Every line in the records below that holds "peer" must be identified and copied.

Provided records:

::::::::

//! Error types for the RESP client core.
//!
//! A single [`Error`] enum covers every failure class the connection layers
//! can surface. Errors are `Clone` so one fatal error can be recorded as the
//! connection's sticky error and still be delivered to every pending
//! callback.

use std::io;

/// Error type for reader and connection operations.
#[derive(Debug, Clone, PartialEq, Eq, thiserror::Error)]
pub enum Error {
    /// Transport read or write failure. The original `io::ErrorKind` is
    /// preserved so callers can inspect the platform error class.
    #[error("I/O error: {message}")]
    Io {
        kind: io::ErrorKind,
        message: String,
    },

    /// The peer closed the connection cleanly.
    #[error("server closed the connection")]
    Eof,

    /// Malformed RESP stream. Always fatal to the connection that saw it.
    #[error("protocol error: {0}")]
    Protocol(String),

    /// A buffering or allocation limit was exceeded.
    #[error("out of memory: {0}")]
    OutOfMemory(String),

    /// No response arrived within the configured deadline.
    #[error("operation timed out")]
    Timeout,

    /// Everything else, with a descriptive message.
    #[error("{0}")]
    Other(String),
}

impl Error {
    /// Returns true if this is a protocol violation.
    #[inline]
    pub fn is_protocol(&self) -> bool {
        matches!(self, Error::Protocol(_))
    }

    /// Returns true if this is a timeout.
    #[inline]
    pub fn is_timeout(&self) -> bool {
        matches!(self, Error::Timeout)
    }

    /// Returns the underlying `io::ErrorKind` for I/O failures.
    pub fn io_kind(&self) -> Option<io::ErrorKind> {
        match self {
            Error::Io { kind, .. } => Some(*kind),
            _ => None,
        }
    }
}

impl From<io::Error> for Error {
    fn from(e: io::Error) -> Self {
        match e.kind() {
            // Blocking sockets report an expired read/write deadline as
            // WouldBlock on Unix and TimedOut on Windows.
            io::ErrorKind::WouldBlock | io::ErrorKind::TimedOut => Error::Timeout,
            io::ErrorKind::UnexpectedEof => Error::Eof,
            kind => Error::Io {
                kind,
                message: e.to_string(),
            },
        }
    }
}

#[cfg(test)]
mod tests {
    use super::*;

    #[test]
    fn test_io_error_conversion() {
        let e: Error = io::Error::new(io::ErrorKind::ConnectionReset, "reset by peer").into();
        assert_eq!(e.io_kind(), Some(io::ErrorKind::ConnectionReset));
        assert!(format!("{e}").contains("reset by peer"));
    }

    #[test]
    fn test_timeout_conversion() {
        let e: Error = io::Error::new(io::ErrorKind::WouldBlock, "would block").into();
        assert_eq!(e, Error::Timeout);
        assert!(e.is_timeout());

        let e: Error = io::Error::new(io::ErrorKind::TimedOut, "timed out").into();
        assert_eq!(e, Error::Timeout);
    }

    #[test]
    fn test_eof_conversion() {
        let e: Error = io::Error::new(io::ErrorKind::UnexpectedEof, "eof").into();
        assert_eq!(e, Error::Eof);
    }

    #[test]
    fn test_protocol_display() {
        let e = Error::Protocol("unknown reply type byte 'x'".to_string());
        assert!(e.is_protocol());
        assert_eq!(
            format!("{e}"),
            "protocol error: unknown reply type byte 'x'"
        );
    }

    #[test]
    fn test_clone_eq() {
        let e = Error::Protocol("bad".to_string());
        assert_eq!(e.clone(), e);
        assert_ne!(e, Error::Eof);
    }
}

::::::::

Expected answer:
    /// The peer closed the connection cleanly.
        let e: Error = io::Error::new(io::ErrorKind::ConnectionReset, "reset by peer").into();
        assert!(format!("{e}").contains("reset by peer"));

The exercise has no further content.